### [THE PROBLEM]
Would you print out every entry exactly as given?

### [INPUT FOR THIS TASK]
──────

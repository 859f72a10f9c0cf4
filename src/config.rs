//! Configuration file handling.
//!
//! This module handles loading and merging configuration from
//! `.perfreport.toml` files.

use crate::models::Threshold;
use crate::source::Platform;
use anyhow::{Context, Result};
use serde::{Deserialize, Serialize};
use std::path::Path;

/// Name of the configuration file looked up in the working directory.
pub const CONFIG_FILE_NAME: &str = ".perfreport.toml";

/// Root configuration structure.
#[derive(Debug, Clone, Default, Serialize, Deserialize)]
pub struct Config {
    /// General settings.
    #[serde(default)]
    pub general: GeneralConfig,

    /// Chrome UX Report API settings.
    #[serde(default)]
    pub api: ApiConfig,

    /// Report settings.
    #[serde(default)]
    pub report: ReportConfig,
}

/// General application settings.
#[derive(Debug, Clone, Serialize, Deserialize)]
pub struct GeneralConfig {
    /// Default output file path.
    #[serde(default = "default_output")]
    pub output: String,
}

impl Default for GeneralConfig {
    fn default() -> Self {
        Self {
            output: default_output(),
        }
    }
}

fn default_output() -> String {
    "perf_report.md".to_string()
}

/// Chrome UX Report API settings.
#[derive(Debug, Clone, Serialize, Deserialize)]
pub struct ApiConfig {
    /// `records:queryRecord` endpoint.
    #[serde(default = "default_endpoint")]
    pub endpoint: String,

    /// API key. Usually supplied through `CRUX_API_KEY` instead.
    #[serde(default, skip_serializing_if = "Option::is_none")]
    pub api_key: Option<String>,

    /// Request timeout in seconds.
    #[serde(default = "default_timeout")]
    pub timeout_seconds: u64,

    /// Maximum number of origins compared in one run.
    #[serde(default = "default_max_sources")]
    pub max_sources: usize,
}

impl Default for ApiConfig {
    fn default() -> Self {
        Self {
            endpoint: default_endpoint(),
            api_key: None,
            timeout_seconds: default_timeout(),
            max_sources: default_max_sources(),
        }
    }
}

fn default_endpoint() -> String {
    "https://chromeuxreport.googleapis.com/v1/records:queryRecord".to_string()
}

fn default_timeout() -> u64 {
    30
}

fn default_max_sources() -> usize {
    3
}

/// Report generation settings.
#[derive(Debug, Clone, Default, Serialize, Deserialize)]
pub struct ReportConfig {
    /// Device class to query.
    #[serde(default)]
    pub platform: Platform,

    /// Scalars below this value are hidden. 0 shows everything.
    #[serde(default)]
    pub threshold: Threshold,

    /// Top-level fields to show. All fields when unset.
    #[serde(default, skip_serializing_if = "Option::is_none")]
    pub fields: Option<Vec<String>>,

    /// Top-level fields to hide, applied after `fields`.
    #[serde(default)]
    pub hidden_fields: Vec<String>,
}

impl Config {
    /// Load configuration from a file path.
    pub fn load(path: &Path) -> Result<Self> {
        let content = std::fs::read_to_string(path)
            .with_context(|| format!("Failed to read config file: {}", path.display()))?;

        let config: Config = toml::from_str(&content)
            .with_context(|| format!("Failed to parse config file: {}", path.display()))?;

        Ok(config)
    }

    /// Try to load configuration from the default location.
    ///
    /// Returns `Ok(None)` if the file doesn't exist, `Err` if it exists but can't be parsed.
    pub fn load_default() -> Result<Option<Self>> {
        let default_path = Path::new(CONFIG_FILE_NAME);

        if default_path.exists() {
            Ok(Some(Self::load(default_path)?))
        } else {
            Ok(None)
        }
    }

    /// Merge this configuration with CLI arguments.
    ///
    /// CLI arguments take precedence over config file settings, but only
    /// when they were given explicitly.
    pub fn merge_with_args(&mut self, args: &crate::cli::Args) {
        if let Some(ref output) = args.output {
            self.general.output = output.display().to_string();
        }

        if let Some(ref endpoint) = args.endpoint {
            self.api.endpoint = endpoint.clone();
        }
        if let Some(ref api_key) = args.api_key {
            self.api.api_key = Some(api_key.clone());
        }
        if let Some(timeout) = args.timeout {
            self.api.timeout_seconds = timeout;
        }

        if let Some(platform) = args.platform {
            self.report.platform = platform;
        }
        if let Some(threshold) = args.threshold {
            self.report.threshold = threshold;
        }
        if let Some(ref fields) = args.fields {
            self.report.fields = Some(fields.clone());
        }
        if let Some(ref hidden) = args.hide {
            self.report.hidden_fields = hidden.clone();
        }
    }

    /// Generate a default configuration file content.
    pub fn default_toml() -> String {
        let config = Config::default();
        toml::to_string_pretty(&config).unwrap_or_else(|_| String::new())
    }
}

#[cfg(test)]
mod tests {
    use super::*;
    use crate::cli::Args;
    use clap::Parser;

    #[test]
    fn test_default_config() {
        let config = Config::default();
        assert_eq!(config.general.output, "perf_report.md");
        assert_eq!(config.api.max_sources, 3);
        assert_eq!(config.report.platform, Platform::Phone);
        assert!(config.report.threshold.is_none());
    }

    #[test]
    fn test_parse_config() {
        let toml_content = r#"
[general]
output = "vitals.md"

[api]
timeout_seconds = 10

[report]
platform = "DESKTOP"
threshold = 0.5
fields = ["largest_contentful_paint", "cumulative_layout_shift"]
"#;

        let config: Config = toml::from_str(toml_content).unwrap();
        assert_eq!(config.general.output, "vitals.md");
        assert_eq!(config.api.timeout_seconds, 10);
        assert!(config.api.endpoint.contains("records:queryRecord"));
        assert_eq!(config.report.platform, Platform::Desktop);
        assert_eq!(config.report.threshold, Threshold::new(0.5));
        assert_eq!(
            config.report.fields,
            Some(vec![
                "largest_contentful_paint".to_string(),
                "cumulative_layout_shift".to_string()
            ])
        );
    }

    #[test]
    fn test_default_toml_generation() {
        let toml_str = Config::default_toml();
        assert!(toml_str.contains("[general]"));
        assert!(toml_str.contains("[api]"));
        assert!(toml_str.contains("[report]"));
        assert!(!toml_str.contains("api_key"));

        let reparsed: Config = toml::from_str(&toml_str).unwrap();
        assert_eq!(reparsed.api.max_sources, 3);
    }

    #[test]
    fn test_explicit_args_override_config() {
        let mut config: Config = toml::from_str(
            r#"
[report]
platform = "TABLET"
threshold = 5.0
"#,
        )
        .unwrap();

        let args = Args::parse_from([
            "perfreport",
            "--url",
            "https://www.example.com",
            "--threshold",
            "100",
        ]);
        config.merge_with_args(&args);

        assert_eq!(config.report.platform, Platform::Tablet);
        assert_eq!(config.report.threshold, Threshold::new(100.0));
    }
}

──────

### [TASK SOLUTION]
repository 859f72a10f9c0cf4
filename src/config.rs
//! Configuration file handling.
//!
//! This module handles loading and merging configuration from
//! `.perfreport.toml` files.

use crate::models::Threshold;
use crate::source::Platform;
use anyhow::{Context, Result};
use serde::{Deserialize, Serialize};
use std::path::Path;

/// Name of the configuration file looked up in the working directory.
pub const CONFIG_FILE_NAME: &str = ".perfreport.toml";

/// Root configuration structure.
#[derive(Debug, Clone, Default, Serialize, Deserialize)]
pub struct Config {
    /// General settings.
    #[serde(default)]
    pub general: GeneralConfig,

    /// Chrome UX Report API settings.
    #[serde(default)]
    pub api: ApiConfig,

    /// Report settings.
    #[serde(default)]
    pub report: ReportConfig,
}

/// General application settings.
#[derive(Debug, Clone, Serialize, Deserialize)]
pub struct GeneralConfig {
    /// Default output file path.
    #[serde(default = "default_output")]
    pub output: String,
}

impl Default for GeneralConfig {
    fn default() -> Self {
        Self {
            output: default_output(),
        }
    }
}

fn default_output() -> String {
    "perf_report.md".to_string()
}

/// Chrome UX Report API settings.
#[derive(Debug, Clone, Serialize, Deserialize)]
pub struct ApiConfig {
    /// `records:queryRecord` endpoint.
    #[serde(default = "default_endpoint")]
    pub endpoint: String,

    /// API key. Usually supplied through `CRUX_API_KEY` instead.
    #[serde(default, skip_serializing_if = "Option::is_none")]
    pub api_key: Option<String>,

    /// Request timeout in seconds.
    #[serde(default = "default_timeout")]
    pub timeout_seconds: u64,

    /// Maximum number of origins compared in one run.
    #[serde(default = "default_max_sources")]
    pub max_sources: usize,
}

impl Default for ApiConfig {
    fn default() -> Self {
        Self {
            endpoint: default_endpoint(),
            api_key: None,
            timeout_seconds: default_timeout(),
            max_sources: default_max_sources(),
        }
    }
}

fn default_endpoint() -> String {
    "https://chromeuxreport.googleapis.com/v1/records:queryRecord".to_string()
}

fn default_timeout() -> u64 {
    30
}

fn default_max_sources() -> usize {
    3
}

/// Report generation settings.
#[derive(Debug, Clone, Default, Serialize, Deserialize)]
pub struct ReportConfig {
    /// Device class to query.
    #[serde(default)]
    pub platform: Platform,

    /// Scalars below this value are hidden. 0 shows everything.
    #[serde(default)]
    pub threshold: Threshold,

    /// Top-level fields to show. All fields when unset.
    #[serde(default, skip_serializing_if = "Option::is_none")]
    pub fields: Option<Vec<String>>,

    /// Top-level fields to hide, applied after `fields`.
    #[serde(default)]
    pub hidden_fields: Vec<String>,
}

impl Config {
    /// Load configuration from a file path.
    pub fn load(path: &Path) -> Result<Self> {
        let content = std::fs::read_to_string(path)
            .with_context(|| format!("Failed to read config file: {}", path.display()))?;

        let config: Config = toml::from_str(&content)
            .with_context(|| format!("Failed to parse config file: {}", path.display()))?;

        Ok(config)
    }

    /// Try to load configuration from the default location.
    ///
    /// Returns `Ok(None)` if the file doesn't exist, `Err` if it exists but can't be parsed.
    pub fn load_default() -> Result<Option<Self>> {
        let default_path = Path::new(CONFIG_FILE_NAME);

        if default_path.exists() {
            Ok(Some(Self::load(default_path)?))
        } else {
            Ok(None)
        }
    }

    /// Merge this configuration with CLI arguments.
    ///
    /// CLI arguments take precedence over config file settings, but only
    /// when they were given explicitly.
    pub fn merge_with_args(&mut self, args: &crate::cli::Args) {
        if let Some(ref output) = args.output {
            self.general.output = output.display().to_string();
        }

        if let Some(ref endpoint) = args.endpoint {
            self.api.endpoint = endpoint.clone();
        }
        if let Some(ref api_key) = args.api_key {
            self.api.api_key = Some(api_key.clone());
        }
        if let Some(timeout) = args.timeout {
            self.api.timeout_seconds = timeout;
        }

        if let Some(platform) = args.platform {
            self.report.platform = platform;
        }
        if let Some(threshold) = args.threshold {
            self.report.threshold = threshold;
        }
        if let Some(ref fields) = args.fields {
            self.report.fields = Some(fields.clone());
        }
        if let Some(ref hidden) = args.hide {
            self.report.hidden_fields = hidden.clone();
        }
    }

    /// Generate a default configuration file content.
    pub fn default_toml() -> String {
        let config = Config::default();
        toml::to_string_pretty(&config).unwrap_or_else(|_| String::new())
    }
}

#[cfg(test)]
mod tests {
    use super::*;
    use crate::cli::Args;
    use clap::Parser;

    #[test]
    fn test_default_config() {
        let config = Config::default();
        assert_eq!(config.general.output, "perf_report.md");
        assert_eq!(config.api.max_sources, 3);
        assert_eq!(config.report.platform, Platform::Phone);
        assert!(config.report.threshold.is_none());
    }

    #[test]
    fn test_parse_config() {
        let toml_content = r#"
[general]
output = "vitals.md"

[api]
timeout_seconds = 10

[report]
platform = "DESKTOP"
threshold = 0.5
fields = ["largest_contentful_paint", "cumulative_layout_shift"]
"#;

        let config: Config = toml::from_str(toml_content).unwrap();
        assert_eq!(config.general.output, "vitals.md");
        assert_eq!(config.api.timeout_seconds, 10);
        assert!(config.api.endpoint.contains("records:queryRecord"));
        assert_eq!(config.report.platform, Platform::Desktop);
        assert_eq!(config.report.threshold, Threshold::new(0.5));
        assert_eq!(
            config.report.fields,
            Some(vec![
                "largest_contentful_paint".to_string(),
                "cumulative_layout_shift".to_string()
            ])
        );
    }

    #[test]
    fn test_default_toml_generation() {
        let toml_str = Config::default_toml();
        assert!(toml_str.contains("[general]"));
        assert!(toml_str.contains("[api]"));
        assert!(toml_str.contains("[report]"));
        assert!(!toml_str.contains("api_key"));

        let reparsed: Config = toml::from_str(&toml_str).unwrap();
        assert_eq!(reparsed.api.max_sources, 3);
    }

    #[test]
    fn test_explicit_args_override_config() {
        let mut config: Config = toml::from_str(
            r#"
[report]
platform = "TABLET"
threshold = 5.0
"#,
        )
        .unwrap();

        let args = Args::parse_from([
            "perfreport",
            "--url",
            "https://www.example.com",
            "--threshold",
            "100",
        ]);
        config.merge_with_args(&args);

        assert_eq!(config.report.platform, Platform::Tablet);
        assert_eq!(config.report.threshold, Threshold::new(100.0));
    }
}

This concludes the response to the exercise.